◆ TASK STATEMENT: Among the entries below, find each line holding "root" and return it.
[[ RECORD EXCERPTS, beginning ]]
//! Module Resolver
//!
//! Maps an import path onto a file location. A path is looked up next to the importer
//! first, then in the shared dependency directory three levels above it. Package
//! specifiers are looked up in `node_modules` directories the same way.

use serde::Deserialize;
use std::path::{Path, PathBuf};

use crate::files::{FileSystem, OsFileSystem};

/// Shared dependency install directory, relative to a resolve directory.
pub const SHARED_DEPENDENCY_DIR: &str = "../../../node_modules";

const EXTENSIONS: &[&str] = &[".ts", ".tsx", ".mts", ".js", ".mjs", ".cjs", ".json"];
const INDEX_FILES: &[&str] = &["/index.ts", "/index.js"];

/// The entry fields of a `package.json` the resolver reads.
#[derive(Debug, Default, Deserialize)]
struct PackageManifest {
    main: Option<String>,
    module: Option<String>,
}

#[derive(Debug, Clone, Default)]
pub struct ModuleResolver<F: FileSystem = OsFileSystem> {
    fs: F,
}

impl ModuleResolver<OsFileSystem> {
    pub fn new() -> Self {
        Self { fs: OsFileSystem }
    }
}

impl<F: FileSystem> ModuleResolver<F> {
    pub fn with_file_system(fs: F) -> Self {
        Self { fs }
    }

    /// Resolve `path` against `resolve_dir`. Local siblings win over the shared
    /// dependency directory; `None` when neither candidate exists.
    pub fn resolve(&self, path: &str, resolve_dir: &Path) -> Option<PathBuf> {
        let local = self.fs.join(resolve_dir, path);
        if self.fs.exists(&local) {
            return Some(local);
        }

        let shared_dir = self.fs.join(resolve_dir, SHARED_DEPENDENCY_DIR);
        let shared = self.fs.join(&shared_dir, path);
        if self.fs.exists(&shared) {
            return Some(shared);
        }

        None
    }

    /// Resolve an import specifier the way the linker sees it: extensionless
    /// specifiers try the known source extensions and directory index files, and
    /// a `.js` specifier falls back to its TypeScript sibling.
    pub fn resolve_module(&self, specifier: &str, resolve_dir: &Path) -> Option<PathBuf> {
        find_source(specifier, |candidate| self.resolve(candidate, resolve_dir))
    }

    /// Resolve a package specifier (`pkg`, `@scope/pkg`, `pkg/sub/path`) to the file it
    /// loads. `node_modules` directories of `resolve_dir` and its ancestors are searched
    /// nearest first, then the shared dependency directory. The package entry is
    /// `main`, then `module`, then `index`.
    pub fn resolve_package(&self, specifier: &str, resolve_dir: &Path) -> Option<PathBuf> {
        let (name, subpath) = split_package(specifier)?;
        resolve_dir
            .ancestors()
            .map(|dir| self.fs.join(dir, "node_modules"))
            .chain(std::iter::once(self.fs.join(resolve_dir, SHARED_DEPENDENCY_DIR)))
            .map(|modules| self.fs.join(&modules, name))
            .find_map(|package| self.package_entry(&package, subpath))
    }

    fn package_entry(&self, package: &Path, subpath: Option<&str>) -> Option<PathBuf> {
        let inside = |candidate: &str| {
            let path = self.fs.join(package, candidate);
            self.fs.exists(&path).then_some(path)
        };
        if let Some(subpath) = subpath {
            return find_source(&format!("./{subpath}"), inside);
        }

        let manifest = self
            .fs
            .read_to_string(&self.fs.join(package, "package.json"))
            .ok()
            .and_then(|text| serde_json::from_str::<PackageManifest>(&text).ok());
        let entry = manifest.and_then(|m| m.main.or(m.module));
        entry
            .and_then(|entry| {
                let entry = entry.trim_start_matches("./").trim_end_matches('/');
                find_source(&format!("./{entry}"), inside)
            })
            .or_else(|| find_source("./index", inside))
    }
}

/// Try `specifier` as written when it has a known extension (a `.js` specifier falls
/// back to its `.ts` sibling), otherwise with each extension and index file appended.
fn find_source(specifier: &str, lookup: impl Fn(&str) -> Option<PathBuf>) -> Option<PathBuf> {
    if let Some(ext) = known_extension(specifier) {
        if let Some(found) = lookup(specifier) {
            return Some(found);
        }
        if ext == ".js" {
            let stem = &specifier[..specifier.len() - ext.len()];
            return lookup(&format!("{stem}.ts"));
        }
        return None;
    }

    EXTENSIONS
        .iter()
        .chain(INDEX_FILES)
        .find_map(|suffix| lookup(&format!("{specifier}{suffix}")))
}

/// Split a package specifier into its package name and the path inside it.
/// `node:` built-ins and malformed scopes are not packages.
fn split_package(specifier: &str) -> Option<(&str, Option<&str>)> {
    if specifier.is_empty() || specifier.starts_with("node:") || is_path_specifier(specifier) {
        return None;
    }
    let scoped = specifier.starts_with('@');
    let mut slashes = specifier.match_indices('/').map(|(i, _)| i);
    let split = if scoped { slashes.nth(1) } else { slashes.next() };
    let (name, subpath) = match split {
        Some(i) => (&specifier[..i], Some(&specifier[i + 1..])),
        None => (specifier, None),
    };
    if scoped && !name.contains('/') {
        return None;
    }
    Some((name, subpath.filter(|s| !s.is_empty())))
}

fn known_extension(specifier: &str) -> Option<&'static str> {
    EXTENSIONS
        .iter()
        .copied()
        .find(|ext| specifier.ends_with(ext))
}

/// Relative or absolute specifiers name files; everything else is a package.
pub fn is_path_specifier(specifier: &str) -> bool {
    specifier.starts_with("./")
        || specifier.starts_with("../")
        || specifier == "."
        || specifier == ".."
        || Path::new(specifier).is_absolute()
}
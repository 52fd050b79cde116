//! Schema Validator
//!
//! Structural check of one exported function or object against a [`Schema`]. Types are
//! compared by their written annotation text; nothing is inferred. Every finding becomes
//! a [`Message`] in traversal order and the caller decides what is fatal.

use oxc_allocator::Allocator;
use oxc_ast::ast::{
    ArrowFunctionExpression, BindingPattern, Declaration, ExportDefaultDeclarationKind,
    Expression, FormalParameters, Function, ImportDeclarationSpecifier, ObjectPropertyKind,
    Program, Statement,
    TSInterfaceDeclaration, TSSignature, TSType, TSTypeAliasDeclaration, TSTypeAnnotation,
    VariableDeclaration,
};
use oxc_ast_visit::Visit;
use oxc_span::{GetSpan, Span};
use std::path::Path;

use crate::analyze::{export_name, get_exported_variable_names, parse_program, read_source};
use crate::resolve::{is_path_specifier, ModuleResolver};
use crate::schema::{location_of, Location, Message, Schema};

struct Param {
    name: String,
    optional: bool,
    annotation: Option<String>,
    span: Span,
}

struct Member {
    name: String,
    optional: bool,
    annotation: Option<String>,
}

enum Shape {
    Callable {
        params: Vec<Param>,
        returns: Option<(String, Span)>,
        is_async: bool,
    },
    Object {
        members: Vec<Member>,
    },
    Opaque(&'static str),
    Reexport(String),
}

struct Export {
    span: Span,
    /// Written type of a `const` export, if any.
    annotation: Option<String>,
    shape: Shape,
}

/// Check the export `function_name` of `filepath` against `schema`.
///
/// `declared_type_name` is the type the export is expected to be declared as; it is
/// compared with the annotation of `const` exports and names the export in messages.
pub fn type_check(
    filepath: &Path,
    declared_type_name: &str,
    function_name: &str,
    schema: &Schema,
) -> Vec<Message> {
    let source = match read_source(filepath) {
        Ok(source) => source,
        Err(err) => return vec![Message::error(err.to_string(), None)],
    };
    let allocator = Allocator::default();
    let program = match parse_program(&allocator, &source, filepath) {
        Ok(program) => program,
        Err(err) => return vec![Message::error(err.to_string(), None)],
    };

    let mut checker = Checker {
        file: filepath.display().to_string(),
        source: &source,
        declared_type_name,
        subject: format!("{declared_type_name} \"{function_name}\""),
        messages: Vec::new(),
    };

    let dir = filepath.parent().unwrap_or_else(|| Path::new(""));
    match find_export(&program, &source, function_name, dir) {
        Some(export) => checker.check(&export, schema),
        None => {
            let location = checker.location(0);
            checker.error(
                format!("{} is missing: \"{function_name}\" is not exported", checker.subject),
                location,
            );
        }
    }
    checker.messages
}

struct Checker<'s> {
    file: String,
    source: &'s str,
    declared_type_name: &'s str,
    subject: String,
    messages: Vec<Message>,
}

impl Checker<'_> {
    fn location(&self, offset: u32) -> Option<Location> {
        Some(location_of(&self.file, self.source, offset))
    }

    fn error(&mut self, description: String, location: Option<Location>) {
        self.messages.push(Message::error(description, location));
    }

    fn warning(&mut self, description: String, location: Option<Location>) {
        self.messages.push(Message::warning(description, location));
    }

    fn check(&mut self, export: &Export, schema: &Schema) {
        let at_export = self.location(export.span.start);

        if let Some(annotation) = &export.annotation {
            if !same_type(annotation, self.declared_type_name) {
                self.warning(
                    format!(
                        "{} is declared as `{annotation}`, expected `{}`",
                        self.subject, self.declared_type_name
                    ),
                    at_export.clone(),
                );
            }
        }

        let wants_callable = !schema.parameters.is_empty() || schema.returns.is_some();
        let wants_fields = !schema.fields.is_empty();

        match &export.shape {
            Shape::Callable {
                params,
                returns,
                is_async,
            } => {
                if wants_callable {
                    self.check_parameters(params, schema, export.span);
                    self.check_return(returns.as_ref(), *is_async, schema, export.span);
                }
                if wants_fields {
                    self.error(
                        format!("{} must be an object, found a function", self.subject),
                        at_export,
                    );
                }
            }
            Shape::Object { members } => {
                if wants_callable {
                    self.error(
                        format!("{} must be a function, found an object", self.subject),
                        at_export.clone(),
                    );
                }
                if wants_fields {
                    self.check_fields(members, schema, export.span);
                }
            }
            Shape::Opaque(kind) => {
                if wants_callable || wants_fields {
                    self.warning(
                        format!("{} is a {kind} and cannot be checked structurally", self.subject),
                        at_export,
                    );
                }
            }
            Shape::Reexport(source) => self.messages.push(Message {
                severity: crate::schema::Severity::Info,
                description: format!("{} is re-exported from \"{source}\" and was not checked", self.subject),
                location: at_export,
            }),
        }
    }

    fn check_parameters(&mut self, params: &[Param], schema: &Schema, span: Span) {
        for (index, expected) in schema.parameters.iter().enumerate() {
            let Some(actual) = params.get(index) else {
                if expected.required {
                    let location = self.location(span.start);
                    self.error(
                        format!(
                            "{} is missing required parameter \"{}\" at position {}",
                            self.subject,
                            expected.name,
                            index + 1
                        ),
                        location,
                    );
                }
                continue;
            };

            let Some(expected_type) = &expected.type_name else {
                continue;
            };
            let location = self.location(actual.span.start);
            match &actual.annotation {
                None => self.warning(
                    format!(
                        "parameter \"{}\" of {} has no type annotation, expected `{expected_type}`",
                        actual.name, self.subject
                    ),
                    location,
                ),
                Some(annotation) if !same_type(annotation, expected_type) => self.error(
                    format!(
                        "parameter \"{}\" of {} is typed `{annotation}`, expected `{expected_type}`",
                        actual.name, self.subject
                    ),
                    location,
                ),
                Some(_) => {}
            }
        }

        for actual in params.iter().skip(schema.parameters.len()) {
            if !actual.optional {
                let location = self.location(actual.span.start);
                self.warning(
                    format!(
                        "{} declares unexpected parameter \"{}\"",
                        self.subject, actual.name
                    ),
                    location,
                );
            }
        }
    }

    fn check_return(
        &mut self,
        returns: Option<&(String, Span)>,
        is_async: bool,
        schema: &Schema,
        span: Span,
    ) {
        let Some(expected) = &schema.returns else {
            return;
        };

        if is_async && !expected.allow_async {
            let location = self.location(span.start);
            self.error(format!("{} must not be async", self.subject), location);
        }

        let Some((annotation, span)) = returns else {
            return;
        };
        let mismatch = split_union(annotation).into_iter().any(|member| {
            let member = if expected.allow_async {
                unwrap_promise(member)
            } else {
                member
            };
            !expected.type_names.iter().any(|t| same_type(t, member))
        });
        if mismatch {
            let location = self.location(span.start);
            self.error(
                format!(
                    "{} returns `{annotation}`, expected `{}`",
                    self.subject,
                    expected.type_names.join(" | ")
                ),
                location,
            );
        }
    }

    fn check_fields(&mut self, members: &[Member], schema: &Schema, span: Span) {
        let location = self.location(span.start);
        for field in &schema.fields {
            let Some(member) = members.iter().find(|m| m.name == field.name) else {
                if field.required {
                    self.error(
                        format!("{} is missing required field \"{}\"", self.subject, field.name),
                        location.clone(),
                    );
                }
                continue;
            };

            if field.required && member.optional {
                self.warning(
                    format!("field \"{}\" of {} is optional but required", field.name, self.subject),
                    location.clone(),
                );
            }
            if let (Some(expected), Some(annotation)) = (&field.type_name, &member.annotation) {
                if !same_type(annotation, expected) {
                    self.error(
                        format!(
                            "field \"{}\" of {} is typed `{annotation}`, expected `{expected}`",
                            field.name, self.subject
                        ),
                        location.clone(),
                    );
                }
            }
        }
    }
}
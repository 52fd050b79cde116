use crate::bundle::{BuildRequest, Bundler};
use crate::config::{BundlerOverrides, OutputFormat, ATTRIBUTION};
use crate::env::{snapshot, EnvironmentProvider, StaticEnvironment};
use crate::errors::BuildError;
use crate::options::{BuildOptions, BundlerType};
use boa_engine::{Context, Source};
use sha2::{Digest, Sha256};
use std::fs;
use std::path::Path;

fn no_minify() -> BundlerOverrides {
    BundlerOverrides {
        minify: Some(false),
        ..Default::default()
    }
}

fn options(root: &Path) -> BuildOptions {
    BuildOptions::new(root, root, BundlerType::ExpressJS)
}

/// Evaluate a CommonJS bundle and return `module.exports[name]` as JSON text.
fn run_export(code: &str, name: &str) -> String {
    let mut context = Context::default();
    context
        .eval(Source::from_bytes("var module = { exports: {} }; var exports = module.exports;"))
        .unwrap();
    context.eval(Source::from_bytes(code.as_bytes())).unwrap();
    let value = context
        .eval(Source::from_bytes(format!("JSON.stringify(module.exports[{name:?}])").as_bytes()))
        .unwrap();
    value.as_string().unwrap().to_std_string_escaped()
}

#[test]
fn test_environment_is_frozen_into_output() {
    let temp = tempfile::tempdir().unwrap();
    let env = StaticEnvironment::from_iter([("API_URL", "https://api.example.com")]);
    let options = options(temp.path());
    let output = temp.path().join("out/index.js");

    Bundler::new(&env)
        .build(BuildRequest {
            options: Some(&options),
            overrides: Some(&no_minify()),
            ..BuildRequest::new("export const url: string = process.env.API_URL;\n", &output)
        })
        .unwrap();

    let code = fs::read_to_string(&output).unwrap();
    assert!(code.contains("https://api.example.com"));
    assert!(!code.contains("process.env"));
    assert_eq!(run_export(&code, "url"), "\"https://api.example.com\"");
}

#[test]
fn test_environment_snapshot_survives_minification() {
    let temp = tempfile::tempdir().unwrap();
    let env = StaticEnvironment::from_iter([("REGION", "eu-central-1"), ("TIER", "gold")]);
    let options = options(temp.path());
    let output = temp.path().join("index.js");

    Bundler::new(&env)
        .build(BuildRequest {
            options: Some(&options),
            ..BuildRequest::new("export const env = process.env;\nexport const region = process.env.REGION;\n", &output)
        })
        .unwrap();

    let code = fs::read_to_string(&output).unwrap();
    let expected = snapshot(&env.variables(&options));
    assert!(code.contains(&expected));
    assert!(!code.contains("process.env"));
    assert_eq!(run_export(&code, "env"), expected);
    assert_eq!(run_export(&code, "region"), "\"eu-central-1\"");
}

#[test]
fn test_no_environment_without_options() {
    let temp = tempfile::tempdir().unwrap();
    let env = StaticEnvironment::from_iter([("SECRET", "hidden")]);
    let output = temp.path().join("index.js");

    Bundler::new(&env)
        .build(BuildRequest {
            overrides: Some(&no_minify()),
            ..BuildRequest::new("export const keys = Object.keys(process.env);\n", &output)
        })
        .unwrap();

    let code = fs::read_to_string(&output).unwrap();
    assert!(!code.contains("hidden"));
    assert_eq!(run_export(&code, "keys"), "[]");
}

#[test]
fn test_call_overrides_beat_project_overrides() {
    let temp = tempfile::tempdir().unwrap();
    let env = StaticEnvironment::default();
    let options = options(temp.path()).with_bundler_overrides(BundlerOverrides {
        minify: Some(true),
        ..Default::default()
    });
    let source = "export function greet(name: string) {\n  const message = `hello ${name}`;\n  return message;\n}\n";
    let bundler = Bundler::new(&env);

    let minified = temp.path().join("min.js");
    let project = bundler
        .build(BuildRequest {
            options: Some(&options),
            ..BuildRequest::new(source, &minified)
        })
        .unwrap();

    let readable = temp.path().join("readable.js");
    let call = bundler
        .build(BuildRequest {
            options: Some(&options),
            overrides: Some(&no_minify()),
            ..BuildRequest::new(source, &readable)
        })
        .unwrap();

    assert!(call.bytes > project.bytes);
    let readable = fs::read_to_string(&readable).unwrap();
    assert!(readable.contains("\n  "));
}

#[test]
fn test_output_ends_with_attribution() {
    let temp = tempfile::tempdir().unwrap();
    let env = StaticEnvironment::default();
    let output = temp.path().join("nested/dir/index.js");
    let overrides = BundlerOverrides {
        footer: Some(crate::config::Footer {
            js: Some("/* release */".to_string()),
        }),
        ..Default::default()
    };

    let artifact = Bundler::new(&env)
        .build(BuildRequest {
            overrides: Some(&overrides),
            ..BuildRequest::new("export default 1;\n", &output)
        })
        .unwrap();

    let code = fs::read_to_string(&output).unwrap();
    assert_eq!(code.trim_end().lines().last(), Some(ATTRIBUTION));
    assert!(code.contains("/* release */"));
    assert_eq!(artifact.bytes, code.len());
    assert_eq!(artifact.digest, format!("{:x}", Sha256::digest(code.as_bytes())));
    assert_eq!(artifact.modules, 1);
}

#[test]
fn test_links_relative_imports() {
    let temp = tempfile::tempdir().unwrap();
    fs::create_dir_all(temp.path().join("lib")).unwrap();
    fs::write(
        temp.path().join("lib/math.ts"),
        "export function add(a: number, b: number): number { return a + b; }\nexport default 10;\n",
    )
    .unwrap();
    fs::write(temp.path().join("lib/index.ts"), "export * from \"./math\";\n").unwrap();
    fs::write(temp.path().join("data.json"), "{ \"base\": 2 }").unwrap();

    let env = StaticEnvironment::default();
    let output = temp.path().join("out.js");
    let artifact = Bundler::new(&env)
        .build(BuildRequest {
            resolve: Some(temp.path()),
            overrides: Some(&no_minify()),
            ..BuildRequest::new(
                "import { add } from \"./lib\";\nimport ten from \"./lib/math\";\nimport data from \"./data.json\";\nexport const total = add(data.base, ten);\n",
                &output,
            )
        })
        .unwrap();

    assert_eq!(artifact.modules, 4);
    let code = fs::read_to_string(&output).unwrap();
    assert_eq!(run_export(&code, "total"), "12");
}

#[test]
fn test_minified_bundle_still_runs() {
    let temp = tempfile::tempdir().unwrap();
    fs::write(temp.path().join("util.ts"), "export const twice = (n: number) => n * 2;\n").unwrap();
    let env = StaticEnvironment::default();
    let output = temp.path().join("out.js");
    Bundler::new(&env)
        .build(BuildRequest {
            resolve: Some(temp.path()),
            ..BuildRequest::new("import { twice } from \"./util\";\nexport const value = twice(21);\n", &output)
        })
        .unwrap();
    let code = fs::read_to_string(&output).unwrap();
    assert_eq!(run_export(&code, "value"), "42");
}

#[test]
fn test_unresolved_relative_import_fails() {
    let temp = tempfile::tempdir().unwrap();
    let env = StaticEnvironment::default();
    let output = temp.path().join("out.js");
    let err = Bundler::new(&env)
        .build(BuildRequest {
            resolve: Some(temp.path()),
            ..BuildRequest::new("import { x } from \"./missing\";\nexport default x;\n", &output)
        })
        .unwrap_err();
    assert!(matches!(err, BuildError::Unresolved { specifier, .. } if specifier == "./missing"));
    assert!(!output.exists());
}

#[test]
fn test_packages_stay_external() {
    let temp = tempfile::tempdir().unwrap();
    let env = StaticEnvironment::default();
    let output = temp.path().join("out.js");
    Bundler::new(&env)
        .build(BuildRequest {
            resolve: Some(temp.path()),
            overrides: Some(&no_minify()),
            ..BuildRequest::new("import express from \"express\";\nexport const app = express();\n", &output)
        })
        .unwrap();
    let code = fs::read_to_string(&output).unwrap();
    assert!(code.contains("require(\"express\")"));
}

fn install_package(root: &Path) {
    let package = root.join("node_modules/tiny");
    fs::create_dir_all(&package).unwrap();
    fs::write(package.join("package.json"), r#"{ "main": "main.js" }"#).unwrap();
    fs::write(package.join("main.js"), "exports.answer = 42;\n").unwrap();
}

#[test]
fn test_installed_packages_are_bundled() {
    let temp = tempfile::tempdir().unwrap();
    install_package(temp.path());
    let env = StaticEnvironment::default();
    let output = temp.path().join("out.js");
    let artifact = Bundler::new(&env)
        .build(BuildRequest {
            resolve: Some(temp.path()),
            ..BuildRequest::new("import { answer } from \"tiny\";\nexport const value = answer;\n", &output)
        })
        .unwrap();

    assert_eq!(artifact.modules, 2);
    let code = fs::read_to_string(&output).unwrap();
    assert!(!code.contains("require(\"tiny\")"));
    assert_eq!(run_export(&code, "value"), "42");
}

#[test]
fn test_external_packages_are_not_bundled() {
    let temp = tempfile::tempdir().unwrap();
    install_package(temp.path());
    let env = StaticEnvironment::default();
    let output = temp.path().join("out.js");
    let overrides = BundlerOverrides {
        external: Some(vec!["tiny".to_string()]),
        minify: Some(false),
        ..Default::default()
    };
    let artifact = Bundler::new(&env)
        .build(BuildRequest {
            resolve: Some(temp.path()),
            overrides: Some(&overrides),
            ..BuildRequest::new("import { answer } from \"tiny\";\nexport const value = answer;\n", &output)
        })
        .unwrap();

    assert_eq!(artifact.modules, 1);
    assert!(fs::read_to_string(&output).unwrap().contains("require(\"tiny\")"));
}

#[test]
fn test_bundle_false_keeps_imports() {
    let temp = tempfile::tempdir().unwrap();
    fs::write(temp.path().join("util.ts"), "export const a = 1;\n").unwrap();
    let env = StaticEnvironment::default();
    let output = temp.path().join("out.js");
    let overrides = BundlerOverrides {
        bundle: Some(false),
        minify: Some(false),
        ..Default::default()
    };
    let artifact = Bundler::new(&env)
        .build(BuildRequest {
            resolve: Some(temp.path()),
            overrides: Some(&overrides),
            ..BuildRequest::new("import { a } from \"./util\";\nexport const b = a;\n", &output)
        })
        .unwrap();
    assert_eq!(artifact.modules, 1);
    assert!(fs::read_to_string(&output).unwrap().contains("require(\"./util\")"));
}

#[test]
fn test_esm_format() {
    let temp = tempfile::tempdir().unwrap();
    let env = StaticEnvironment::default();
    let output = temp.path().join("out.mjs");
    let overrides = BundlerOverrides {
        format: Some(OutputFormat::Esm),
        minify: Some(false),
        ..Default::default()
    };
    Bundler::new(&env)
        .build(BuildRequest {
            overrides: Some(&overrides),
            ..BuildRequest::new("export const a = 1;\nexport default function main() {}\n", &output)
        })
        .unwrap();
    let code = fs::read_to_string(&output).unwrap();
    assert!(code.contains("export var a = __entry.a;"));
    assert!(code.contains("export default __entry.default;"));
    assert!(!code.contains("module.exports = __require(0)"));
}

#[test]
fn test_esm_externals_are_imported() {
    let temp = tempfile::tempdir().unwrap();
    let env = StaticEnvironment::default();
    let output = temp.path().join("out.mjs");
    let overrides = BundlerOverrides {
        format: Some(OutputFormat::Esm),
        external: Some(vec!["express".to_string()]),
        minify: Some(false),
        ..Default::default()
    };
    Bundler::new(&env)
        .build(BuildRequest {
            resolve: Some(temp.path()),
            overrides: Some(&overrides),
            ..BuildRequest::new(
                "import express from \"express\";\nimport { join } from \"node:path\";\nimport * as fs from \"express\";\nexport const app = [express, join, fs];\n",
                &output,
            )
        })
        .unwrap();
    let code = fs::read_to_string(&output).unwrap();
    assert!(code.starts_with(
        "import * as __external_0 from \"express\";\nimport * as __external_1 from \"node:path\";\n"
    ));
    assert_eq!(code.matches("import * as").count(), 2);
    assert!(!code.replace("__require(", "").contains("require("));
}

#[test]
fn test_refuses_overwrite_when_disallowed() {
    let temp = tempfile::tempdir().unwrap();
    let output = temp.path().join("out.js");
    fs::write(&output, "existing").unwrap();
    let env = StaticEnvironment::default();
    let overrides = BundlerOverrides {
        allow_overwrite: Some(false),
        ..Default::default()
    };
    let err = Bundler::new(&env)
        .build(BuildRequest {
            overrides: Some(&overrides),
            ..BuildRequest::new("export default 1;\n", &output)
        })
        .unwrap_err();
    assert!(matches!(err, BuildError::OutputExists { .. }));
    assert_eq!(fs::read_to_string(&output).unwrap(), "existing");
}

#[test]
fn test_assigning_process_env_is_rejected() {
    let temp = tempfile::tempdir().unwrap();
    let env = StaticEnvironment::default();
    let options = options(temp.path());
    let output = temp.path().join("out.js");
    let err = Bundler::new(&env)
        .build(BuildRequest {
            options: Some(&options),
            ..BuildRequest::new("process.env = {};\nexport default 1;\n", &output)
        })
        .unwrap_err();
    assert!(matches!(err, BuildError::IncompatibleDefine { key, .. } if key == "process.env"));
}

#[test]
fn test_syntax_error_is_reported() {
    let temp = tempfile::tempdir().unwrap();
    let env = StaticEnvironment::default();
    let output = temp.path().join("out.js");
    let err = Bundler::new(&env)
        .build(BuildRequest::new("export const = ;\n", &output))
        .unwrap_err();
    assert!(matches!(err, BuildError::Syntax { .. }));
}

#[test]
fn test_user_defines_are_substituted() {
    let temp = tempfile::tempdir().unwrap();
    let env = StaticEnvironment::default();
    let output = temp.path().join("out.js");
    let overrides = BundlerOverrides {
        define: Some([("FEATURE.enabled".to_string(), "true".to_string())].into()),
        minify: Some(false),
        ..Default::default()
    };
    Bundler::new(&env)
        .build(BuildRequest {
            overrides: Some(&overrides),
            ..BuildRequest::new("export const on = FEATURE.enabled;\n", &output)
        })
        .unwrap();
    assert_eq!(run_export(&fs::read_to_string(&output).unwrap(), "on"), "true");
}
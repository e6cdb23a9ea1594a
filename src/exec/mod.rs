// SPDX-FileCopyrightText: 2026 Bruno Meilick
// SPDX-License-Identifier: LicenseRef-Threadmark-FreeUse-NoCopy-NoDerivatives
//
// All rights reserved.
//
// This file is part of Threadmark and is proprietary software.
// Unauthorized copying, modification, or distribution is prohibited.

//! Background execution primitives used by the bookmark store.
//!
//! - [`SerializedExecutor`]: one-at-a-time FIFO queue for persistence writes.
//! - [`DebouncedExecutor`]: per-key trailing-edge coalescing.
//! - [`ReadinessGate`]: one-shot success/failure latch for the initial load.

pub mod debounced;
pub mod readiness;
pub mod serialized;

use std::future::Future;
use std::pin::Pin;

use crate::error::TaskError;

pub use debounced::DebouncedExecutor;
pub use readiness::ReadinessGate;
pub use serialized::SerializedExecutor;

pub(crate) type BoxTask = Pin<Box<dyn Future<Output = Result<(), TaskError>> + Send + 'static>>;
[[ RECORD EXCERPTS, end ]]
◆ ANSWER BOX:
fn options(root: &Path) -> BuildOptions {
    BuildOptions::new(root, root, BundlerType::ExpressJS)
fn install_package(root: &Path) {
    let package = root.join("node_modules/tiny");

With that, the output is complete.